Mainstream history has treated that U-turn favorably. It is seen as having helped France improve economic performance, enable political cooperation and advance Europe's historic regional integration project. Although Hollande is undoubtedly interested in a similar outcome, his prospects are more challenging.
While Mitterrand's popularity was low in 1983, his approval ratings never conveyed the same degree of weakness that Hollande is enduring now. The economy's structural impairment and debt overhangs weren't as bad as what France faces today. Mitterrand's economic policy flexibility was considerably greater than Hollande's, given that France wasn't yet part of a monetary union anchored both economically and financially by Germany. And there are limited prospects that France will be pulled up by the type of global economic recovery that helped Mitterrand back then.
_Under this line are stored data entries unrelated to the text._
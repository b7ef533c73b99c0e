//! Job request and response documents.

use serde::{Deserialize, Serialize};

use binplan_core::{OpaqueRules, StorageObject};
use binplan_dispatch::DispatchContext;
use binplan_packer::{Bin, BinPlan};

use crate::error::{JobError, JobResult};

#[derive(Debug, Clone, Serialize, Deserialize)]
pub struct JobRequest {
    pub bucket_identifier: String,
    /// Restrict the job to these keys. Absent means enumerate the bucket.
    #[serde(default, skip_serializing_if = "Option::is_none")]
    pub explicit_keys: Option<Vec<String>>,
    pub access_credential_ref: String,
    #[serde(default)]
    pub rules: OpaqueRules,
}

impl JobRequest {
    pub fn validate(&self) -> JobResult<()> {
        if self.bucket_identifier.trim().is_empty() {
            return Err(JobError::Validation("bucket_identifier is required".into()));
        }
        if self.access_credential_ref.trim().is_empty() {
            return Err(JobError::Validation(
                "access_credential_ref is required".into(),
            ));
        }
        if self.explicit_keys.as_ref().is_some_and(Vec::is_empty) {
            return Err(JobError::Validation(
                "explicit_keys must not be empty when present".into(),
            ));
        }
        Ok(())
    }

    /// Pass-through data for workers.
    pub fn dispatch_context(&self) -> DispatchContext {
        DispatchContext {
            bucket_identifier: self.bucket_identifier.clone(),
            access_credential_ref: self.access_credential_ref.clone(),
            rules: self.rules.clone(),
        }
    }
}

#[derive(Debug, Clone, PartialEq, Serialize, Deserialize)]
pub struct ResponseBin {
    pub items: Vec<StorageObject>,
    pub total: u64,
}

impl From<&Bin> for ResponseBin {
    fn from(bin: &Bin) -> Self {
        Self {
            items: bin.objects().to_vec(),
            total: bin.total(),
        }
    }
}

#[derive(Debug, Clone, PartialEq, Serialize, Deserialize)]
pub struct JobResponse {
    pub bins: Vec<ResponseBin>,
    pub total_bins: usize,
    /// Objects placed in bins.
    pub total_items: usize,
    /// Objects dropped by the size filter.
    pub excluded_items: usize,
    pub bucket_identifier: String,
    pub access_credential_ref: String,
    pub rules: OpaqueRules,
}

impl JobResponse {
    pub fn new(request: &JobRequest, plan: &BinPlan, excluded_items: usize) -> Self {
        let summary = plan.summary();
        Self {
            bins: plan.bins().iter().map(ResponseBin::from).collect(),
            total_bins: summary.total_bins,
            total_items: summary.total_items,
            excluded_items,
            bucket_identifier: request.bucket_identifier.clone(),
            access_credential_ref: request.access_credential_ref.clone(),
            rules: request.rules.clone(),
        }
    }
}
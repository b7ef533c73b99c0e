pub mod config;
pub mod size;
pub mod types;

pub use config::{BinPlanConfig, CeilingPolicy, ConfigError, DispatchConfig, EmptyPolicy, PackingConfig};
pub use size::ByteSize;
pub use types::*;
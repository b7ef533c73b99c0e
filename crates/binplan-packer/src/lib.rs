//! binplan bin-allocation engine.
//!
//! Turns a catalog snapshot into a plan of capacity-bounded bins that a
//! worker pool can process independently. Two pure steps:
//!
//! ```text
//! objects ──► SizeFilter ──► eligible ──► FirstFitAllocator ──► BinPlan
//!                  │
//!                  └──► ExcludedObject diagnostics
//! ```
//!
//! # Components
//!
//! - **`filter`** — Drops objects above the absolute ceiling
//! - **`allocator`** — Deterministic first-fit in arrival order
//! - **`plan`** — Read-only bins, totals and summary counts
//! - **`report`** — Human-readable plan rendering

pub mod allocator;
pub mod error;
pub mod filter;
pub mod plan;
pub mod report;

pub use allocator::{FirstFitAllocator, pack};
pub use error::FilterError;
pub use filter::{FilterOutcome, SizeFilter, filter};
pub use plan::{Bin, BinPlan, PlanSummary};
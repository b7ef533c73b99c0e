//! Shared types used across binplan crates.

use serde::{Deserialize, Serialize};

/// A storage object as reported by a catalog.
///
/// Identity is `id`, which must be unique within one invocation.
#[derive(Debug, Clone, PartialEq, Eq, Hash, Serialize, Deserialize)]
pub struct StorageObject {
    pub id: String,
    /// Size in bytes.
    pub size: u64,
}

impl StorageObject {
    pub fn new(id: impl Into<String>, size: u64) -> Self {
        Self {
            id: id.into(),
            size,
        }
    }
}

/// Diagnostic record for an object rejected by the size filter.
#[derive(Debug, Clone, PartialEq, Eq, Serialize, Deserialize)]
pub struct ExcludedObject {
    pub id: String,
    pub size: u64,
    /// Effective ceiling the object was compared against.
    pub threshold: u64,
}

/// Rule lists carried through a job untouched.
///
/// The contents are never interpreted; only the count is exposed.
#[derive(Debug, Clone, Default, PartialEq, Serialize, Deserialize)]
#[serde(transparent)]
pub struct OpaqueRules(Vec<Vec<serde_json::Value>>);

impl OpaqueRules {
    pub fn new(rules: Vec<Vec<serde_json::Value>>) -> Self {
        Self(rules)
    }

    pub fn len(&self) -> usize {
        self.0.len()
    }

    pub fn is_empty(&self) -> bool {
        self.0.is_empty()
    }
}
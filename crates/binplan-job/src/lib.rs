//! binplan-job — one packing job from request to response.
//!
//! ```text
//! JobRequest ─validate─► ObjectCatalog ─► SizeFilter ─► FirstFitAllocator ─► JobOutcome
//! ```
//!
//! Any failure aborts the job; no partial plan is ever returned.

pub mod error;
pub mod handler;
pub mod request;

pub use error::{JobError, JobResult};
pub use handler::{JobHandler, JobOutcome};
pub use request::{JobRequest, JobResponse};
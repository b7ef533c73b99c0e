//! Catalog error types.

use thiserror::Error;

pub type FetchResult<T> = Result<T, FetchError>;

/// Errors from enumerating or looking up objects. All are fatal to a job.
#[derive(Debug, Error)]
pub enum FetchError {
    #[error("bucket not found: {0}")]
    BucketNotFound(String),

    #[error("object not found: {bucket}/{key}")]
    NotFound { bucket: String, key: String },

    #[error("duplicate object id in {bucket}: {id}")]
    DuplicateId { bucket: String, id: String },

    #[error("invalid path component: {0}")]
    InvalidPath(String),

    #[error("invalid manifest: {0}")]
    Manifest(String),

    #[error("i/o error: {0}")]
    Io(#[from] std::io::Error),
}
use std::path::PathBuf;

use clap::{Args, Parser, Subcommand, ValueEnum};
use tracing_subscriber::EnvFilter;

mod commands;
mod source;

#[derive(Parser)]
#[command(
    name = "binplan",
    about = "binplan — batch storage objects into capacity-bounded bins",
    version,
    propagate_version = true,
)]
struct Cli {
    /// Log output format (logs go to stderr).
    #[arg(long, value_enum, default_value = "text", global = true)]
    log_format: LogFormat,

    #[command(subcommand)]
    command: Commands,
}

#[derive(Clone, Copy, ValueEnum)]
enum LogFormat {
    Text,
    Json,
}

#[derive(Clone, Copy, ValueEnum)]
pub enum OutputFormat {
    Text,
    Json,
}

#[derive(Subcommand)]
enum Commands {
    /// Build a bin plan and print it.
    Plan {
        #[command(flatten)]
        job: JobArgs,
        /// Output format: text or json (the job response document).
        #[arg(short, long, value_enum, default_value = "text")]
        format: OutputFormat,
    },
    /// Build a bin plan and dispatch every bin to a worker.
    ///
    /// With --exec, the program runs once per bin and receives the bin as
    /// JSON on stdin. Without it, bins are only logged.
    Run {
        #[command(flatten)]
        job: JobArgs,
        /// Program to run per bin.
        #[arg(long)]
        exec: Option<String>,
        /// Argument passed to the --exec program (repeatable).
        #[arg(long = "arg", requires = "exec")]
        args: Vec<String>,
    },
    /// Write a binplan.toml with default settings.
    Init {
        #[arg(short, long, default_value = ".")]
        path: PathBuf,
        /// Overwrite an existing file.
        #[arg(long)]
        force: bool,
    },
}

/// Where the job comes from and what it runs against.
#[derive(Args)]
pub struct JobArgs {
    /// Job request JSON file.
    #[arg(short, long, conflicts_with_all = ["bucket", "credential_ref", "keys"])]
    pub request: Option<PathBuf>,
    /// Bucket to plan (instead of --request).
    #[arg(long, required_unless_present = "request")]
    pub bucket: Option<String>,
    /// Credential reference echoed to workers (instead of --request).
    #[arg(long, required_unless_present = "request")]
    pub credential_ref: Option<String>,
    /// Restrict the job to this key (repeatable).
    #[arg(long = "key")]
    pub keys: Vec<String>,
    /// JSON manifest catalog.
    #[arg(long, conflicts_with = "root", required_unless_present = "root")]
    pub manifest: Option<PathBuf>,
    /// Directory catalog root; each sub-directory is a bucket.
    #[arg(long)]
    pub root: Option<PathBuf>,
    /// Config file (default: ./binplan.toml when present).
    #[arg(short, long)]
    pub config: Option<PathBuf>,
}

#[tokio::main]
async fn main() -> anyhow::Result<()> {
    let cli = Cli::parse();

    let filter = EnvFilter::try_from_default_env()
        .unwrap_or_else(|_| EnvFilter::new("binplan=info"));
    let subscriber = tracing_subscriber::fmt()
        .with_env_filter(filter)
        .with_writer(std::io::stderr);
    match cli.log_format {
        LogFormat::Text => subscriber.init(),
        LogFormat::Json => subscriber.json().init(),
    }

    match cli.command {
        Commands::Plan { job, format } => commands::plan::plan(&job, format).await,
        Commands::Run { job, exec, args } => commands::run::run(&job, exec, args).await,
        Commands::Init { path, force } => commands::init::init(&path, force),
    }
}
//! Byte-size values for configuration files.
//!
//! Accepts either a plain integer (bytes) or a string with a unit suffix:
//! `B`, `KB`/`MB`/`GB` (powers of 1000) or `KiB`/`MiB`/`GiB` (powers of 1024).
//! Units are matched case-insensitively.

use std::fmt;
use std::str::FromStr;

use serde::{Deserialize, Serialize};
use thiserror::Error;

const KIB: u64 = 1024;
const MIB: u64 = 1024 * KIB;
const GIB: u64 = 1024 * MIB;

#[derive(Debug, Clone, PartialEq, Eq, Error)]
pub enum SizeParseError {
    #[error("empty size value")]
    Empty,
    #[error("invalid size number: {0}")]
    InvalidNumber(String),
    #[error("unknown size unit: {0}")]
    UnknownUnit(String),
    #[error("size overflows 64 bits: {0}")]
    Overflow(String),
}

/// A number of bytes.
#[derive(Debug, Clone, Copy, PartialEq, Eq, PartialOrd, Ord, Serialize, Deserialize)]
#[serde(try_from = "RawSize", into = "u64")]
pub struct ByteSize(pub u64);

#[derive(Deserialize)]
#[serde(untagged)]
enum RawSize {
    Bytes(u64),
    Text(String),
}

impl ByteSize {
    pub const fn mib(n: u64) -> Self {
        Self(n * MIB)
    }

    pub fn bytes(self) -> u64 {
        self.0
    }
}

impl FromStr for ByteSize {
    type Err = SizeParseError;

    fn from_str(s: &str) -> Result<Self, Self::Err> {
        let s = s.trim();
        if s.is_empty() {
            return Err(SizeParseError::Empty);
        }

        let split = s.find(|c: char| !c.is_ascii_digit()).unwrap_or(s.len());
        let (number, unit) = s.split_at(split);
        let number: u64 = number
            .parse()
            .map_err(|_| SizeParseError::InvalidNumber(s.to_string()))?;

        let multiplier = match unit.trim().to_ascii_lowercase().as_str() {
            "" | "b" => 1,
            "kb" => 1_000,
            "mb" => 1_000_000,
            "gb" => 1_000_000_000,
            "kib" => KIB,
            "mib" => MIB,
            "gib" => GIB,
            other => return Err(SizeParseError::UnknownUnit(other.to_string())),
        };

        number
            .checked_mul(multiplier)
            .map(ByteSize)
            .ok_or_else(|| SizeParseError::Overflow(s.to_string()))
    }
}

impl TryFrom<RawSize> for ByteSize {
    type Error = SizeParseError;

    fn try_from(raw: RawSize) -> Result<Self, Self::Error> {
        match raw {
            RawSize::Bytes(n) => Ok(ByteSize(n)),
            RawSize::Text(s) => s.parse(),
        }
    }
}

impl From<ByteSize> for u64 {
    fn from(size: ByteSize) -> u64 {
        size.0
    }
}

impl fmt::Display for ByteSize {
    fn fmt(&self, f: &mut fmt::Formatter<'_>) -> fmt::Result {
        let n = self.0;
        if n >= GIB && n % GIB == 0 {
            write!(f, "{}GiB", n / GIB)
        } else if n >= MIB && n % MIB == 0 {
            write!(f, "{}MiB", n / MIB)
        } else if n >= KIB && n % KIB == 0 {
            write!(f, "{}KiB", n / KIB)
        } else {
            write!(f, "{n}B")
        }
    }
}

#[cfg(test)]
mod tests {
    use super::*;

    #[test]
    fn parses_units() {
        assert_eq!("128MiB".parse::<ByteSize>().unwrap(), ByteSize(128 * 1024 * 1024));
        assert_eq!("256 mib".parse::<ByteSize>().unwrap(), ByteSize::mib(256));
        assert_eq!("5KB".parse::<ByteSize>().unwrap(), ByteSize(5_000));
        assert_eq!("1GiB".parse::<ByteSize>().unwrap(), ByteSize(GIB));
        assert_eq!("150".parse::<ByteSize>().unwrap(), ByteSize(150));
        assert_eq!("150B".parse::<ByteSize>().unwrap(), ByteSize(150));
    }

    #[test]
    fn rejects_bad_values() {
        assert_eq!("".parse::<ByteSize>(), Err(SizeParseError::Empty));
        assert!(matches!("MiB".parse::<ByteSize>(), Err(SizeParseError::InvalidNumber(_))));
        assert!(matches!("12TB".parse::<ByteSize>(), Err(SizeParseError::UnknownUnit(_))));
        assert!(matches!(
            "99999999999999GiB".parse::<ByteSize>(),
            Err(SizeParseError::Overflow(_))
        ));
    }

    #[test]
    fn display_prefers_largest_exact_unit() {
        assert_eq!(ByteSize::mib(128).to_string(), "128MiB");
        assert_eq!(ByteSize(2048).to_string(), "2KiB");
        assert_eq!(ByteSize(150).to_string(), "150B");
    }
}
use binplan_catalog::ObjectCatalog;
use binplan_core::BinPlanConfig;
use binplan_job::{JobHandler, JobOutcome, JobRequest};
use binplan_packer::report;

use crate::source;
use crate::{JobArgs, OutputFormat};

pub async fn plan(args: &JobArgs, format: OutputFormat) -> anyhow::Result<()> {
    let (_, _, outcome) = build(args).await?;

    match format {
        OutputFormat::Json => {
            println!("{}", serde_json::to_string_pretty(&outcome.response)?);
        }
        OutputFormat::Text => {
            println!("{}", report::format_plan(&outcome.plan, &outcome.excluded));
        }
    }

    Ok(())
}

/// Load config, request and catalog, then plan the job.
pub async fn build(args: &JobArgs) -> anyhow::Result<(BinPlanConfig, JobRequest, JobOutcome)> {
    let config = source::load_config(args)?;
    let request = source::load_request(args)?;
    let catalog = source::catalog(args)?;
    let outcome = plan_with(catalog, &config, &request).await?;
    Ok((config, request, outcome))
}

async fn plan_with<C: ObjectCatalog>(
    catalog: C,
    config: &BinPlanConfig,
    request: &JobRequest,
) -> anyhow::Result<JobOutcome> {
    let handler = JobHandler::new(catalog, config.packing.clone())?;
    Ok(handler.plan(request).await?)
}

#[cfg(test)]
mod tests {
    use super::*;

    #[tokio::test]
    async fn builds_plan_from_directory_catalog() {
        let root = tempfile::tempdir().unwrap();
        let bucket = root.path().join("corpus");
        std::fs::create_dir(&bucket).unwrap();
        std::fs::write(bucket.join("a"), vec![0u8; 100]).unwrap();
        std::fs::write(bucket.join("b"), vec![0u8; 100]).unwrap();
        std::fs::write(bucket.join("c"), vec![0u8; 40]).unwrap();
        let config_path = root.path().join("binplan.toml");
        std::fs::write(
            &config_path,
            "[packing]\ndesired_capacity = 150\nmax_object_size = 256\n",
        )
        .unwrap();

        let args = JobArgs {
            request: None,
            bucket: Some("corpus".into()),
            credential_ref: Some("role".into()),
            keys: Vec::new(),
            manifest: None,
            root: Some(root.path().to_path_buf()),
            config: Some(config_path),
        };

        let (_, _, outcome) = build(&args).await.unwrap();
        let totals: Vec<u64> = outcome.response.bins.iter().map(|b| b.total).collect();
        assert_eq!(totals, vec![140, 100]);
    }
}
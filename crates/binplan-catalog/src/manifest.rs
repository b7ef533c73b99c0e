//! Manifest-file catalog.
//!
//! The manifest is a JSON object mapping bucket names to ordered object
//! lists:
//!
//! ```json
//! { "corpus": [ { "id": "train/a.conllu", "size": 1048576 } ] }
//! ```
//!
//! The file is read on every call so each invocation sees a fresh snapshot.

use std::collections::HashMap;
use std::path::{Path, PathBuf};

use tracing::debug;

use binplan_core::StorageObject;

use crate::error::{FetchError, FetchResult};
use crate::memory::InMemoryCatalog;
use crate::ObjectCatalog;

#[derive(Debug, Clone)]
pub struct ManifestCatalog {
    path: PathBuf,
}

impl ManifestCatalog {
    pub fn new(path: impl Into<PathBuf>) -> Self {
        Self { path: path.into() }
    }

    pub fn path(&self) -> &Path {
        &self.path
    }

    async fn load(&self) -> FetchResult<InMemoryCatalog> {
        let content = tokio::fs::read_to_string(&self.path).await?;
        let buckets: HashMap<String, Vec<StorageObject>> = serde_json::from_str(&content)
            .map_err(|e| FetchError::Manifest(format!("{}: {e}", self.path.display())))?;
        debug!(path = %self.path.display(), buckets = buckets.len(), "manifest loaded");
        Ok(InMemoryCatalog::from_buckets(buckets))
    }
}

impl ObjectCatalog for ManifestCatalog {
    async fn list_objects(
        &self,
        bucket: &str,
        keys: Option<&[String]>,
    ) -> FetchResult<Vec<StorageObject>> {
        self.load().await?.select(bucket, keys)
    }
}
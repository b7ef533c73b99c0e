//! In-memory catalog.

use std::collections::HashMap;

use binplan_core::StorageObject;

use crate::error::{FetchError, FetchResult};
use crate::{ObjectCatalog, ensure_unique};

/// Buckets of objects held in memory, enumerated in insertion order.
#[derive(Debug, Clone, Default)]
pub struct InMemoryCatalog {
    buckets: HashMap<String, Vec<StorageObject>>,
}

impl InMemoryCatalog {
    pub fn new() -> Self {
        Self::default()
    }

    pub fn from_buckets(buckets: HashMap<String, Vec<StorageObject>>) -> Self {
        Self { buckets }
    }

    pub fn with_bucket(mut self, bucket: impl Into<String>, objects: Vec<StorageObject>) -> Self {
        self.buckets.insert(bucket.into(), objects);
        self
    }

    /// Synchronous listing shared by the in-memory and manifest catalogs.
    pub(crate) fn select(
        &self,
        bucket: &str,
        keys: Option<&[String]>,
    ) -> FetchResult<Vec<StorageObject>> {
        let objects = self
            .buckets
            .get(bucket)
            .ok_or_else(|| FetchError::BucketNotFound(bucket.to_string()))?;
        ensure_unique(bucket, objects)?;

        let Some(keys) = keys else {
            return Ok(objects.clone());
        };

        let index: HashMap<&str, &StorageObject> =
            objects.iter().map(|o| (o.id.as_str(), o)).collect();
        let selected = keys
            .iter()
            .map(|key| {
                index
                    .get(key.as_str())
                    .map(|o| (*o).clone())
                    .ok_or_else(|| FetchError::NotFound {
                        bucket: bucket.to_string(),
                        key: key.clone(),
                    })
            })
            .collect::<FetchResult<Vec<_>>>()?;
        ensure_unique(bucket, &selected)?;
        Ok(selected)
    }
}

impl ObjectCatalog for InMemoryCatalog {
    async fn list_objects(
        &self,
        bucket: &str,
        keys: Option<&[String]>,
    ) -> FetchResult<Vec<StorageObject>> {
        self.select(bucket, keys)
    }
}
pub mod init;
pub mod plan;
pub mod run;
//! Resolve CLI arguments into a config, a request and a catalog.

use std::path::Path;

use anyhow::Context;
use tracing::debug;

use binplan_catalog::{DirectoryCatalog, FetchResult, ManifestCatalog, ObjectCatalog};
use binplan_core::{BinPlanConfig, OpaqueRules, StorageObject};
use binplan_job::JobRequest;

use crate::JobArgs;

const DEFAULT_CONFIG_FILE: &str = "binplan.toml";

/// The catalogs selectable from the command line.
pub enum CliCatalog {
    Manifest(ManifestCatalog),
    Directory(DirectoryCatalog),
}

impl ObjectCatalog for CliCatalog {
    async fn list_objects(
        &self,
        bucket: &str,
        keys: Option<&[String]>,
    ) -> FetchResult<Vec<StorageObject>> {
        match self {
            CliCatalog::Manifest(c) => c.list_objects(bucket, keys).await,
            CliCatalog::Directory(c) => c.list_objects(bucket, keys).await,
        }
    }
}

pub fn load_config(args: &JobArgs) -> anyhow::Result<BinPlanConfig> {
    match &args.config {
        Some(path) => Ok(BinPlanConfig::from_file(path)?),
        None if Path::new(DEFAULT_CONFIG_FILE).is_file() => {
            debug!(path = DEFAULT_CONFIG_FILE, "using config from working directory");
            Ok(BinPlanConfig::from_file(Path::new(DEFAULT_CONFIG_FILE))?)
        }
        None => Ok(BinPlanConfig::default()),
    }
}

pub fn load_request(args: &JobArgs) -> anyhow::Result<JobRequest> {
    if let Some(path) = &args.request {
        let content = std::fs::read_to_string(path)
            .with_context(|| format!("failed to read request {}", path.display()))?;
        return serde_json::from_str(&content)
            .with_context(|| format!("failed to parse request {}", path.display()));
    }

    Ok(JobRequest {
        bucket_identifier: args.bucket.clone().unwrap_or_default(),
        explicit_keys: (!args.keys.is_empty()).then(|| args.keys.clone()),
        access_credential_ref: args.credential_ref.clone().unwrap_or_default(),
        rules: OpaqueRules::default(),
    })
}

pub fn catalog(args: &JobArgs) -> anyhow::Result<CliCatalog> {
    match (&args.manifest, &args.root) {
        (Some(manifest), _) => Ok(CliCatalog::Manifest(ManifestCatalog::new(manifest.clone()))),
        (None, Some(root)) => Ok(CliCatalog::Directory(DirectoryCatalog::new(root.clone()))),
        (None, None) => anyhow::bail!("one of --manifest or --root is required"),
    }
}

#[cfg(test)]
mod tests {
    use super::*;

    fn args() -> JobArgs {
        JobArgs {
            request: None,
            bucket: Some("corpus".into()),
            credential_ref: Some("role".into()),
            keys: Vec::new(),
            manifest: None,
            root: None,
            config: None,
        }
    }

    #[test]
    fn request_from_flags() {
        let mut a = args();
        a.keys = vec!["x".into()];

        let req = load_request(&a).unwrap();
        assert_eq!(req.bucket_identifier, "corpus");
        assert_eq!(req.explicit_keys, Some(vec!["x".to_string()]));
        assert!(req.rules.is_empty());
    }

    #[test]
    fn request_from_file() {
        let dir = tempfile::tempdir().unwrap();
        let path = dir.path().join("req.json");
        std::fs::write(
            &path,
            r#"{"bucket_identifier": "b", "access_credential_ref": "r", "rules": [[1, "x"]]}"#,
        )
        .unwrap();
        let mut a = args();
        a.request = Some(path);

        let req = load_request(&a).unwrap();
        assert_eq!(req.bucket_identifier, "b");
        assert_eq!(req.rules.len(), 1);
    }

    #[test]
    fn explicit_config_file_is_loaded() {
        let dir = tempfile::tempdir().unwrap();
        let path = dir.path().join("custom.toml");
        std::fs::write(&path, "[dispatch]\nmax_concurrent_workers = 3\n").unwrap();
        let mut a = args();
        a.config = Some(path);

        let config = load_config(&a).unwrap();
        assert_eq!(config.dispatch.max_concurrent_workers, 3);
    }

    #[test]
    fn catalog_requires_a_source() {
        assert!(catalog(&args()).is_err());

        let mut a = args();
        a.root = Some("/tmp".into());
        assert!(matches!(catalog(&a).unwrap(), CliCatalog::Directory(_)));
    }
}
All this is to say that, even if Hollande's centrist shift is warranted by economic necessity — a hotly debated hypothesis in itself — its success faces much greater uncertainties. Moreover, if it falters, the consequences would be material, aggravating divisions within the French political left, adding to parliamentary dysfunction and increasing the chances of a one-term presidency for Hollande.
With the moderate right wing of the French establishment struggling to come together under a credible leadership, it would open the door for the National Front to make a very serious run for the presidency, taking advantage of considerable economic and political dissatisfaction. Given Le Pen's outspoken opposition to the euro zone, such a prospect in the monetary union's second largest economy would quickly destabilize regional economic and market sentiment.
Hollande displayed decisiveness this week in purging dissenting left wingers from his Cabinet. But it is far from clear that this places France in a better position to overcome the debilitating dynamics of stagnant growth and high unemployment, and to avoid the risk of a shift to the extreme right that would also threaten Europe.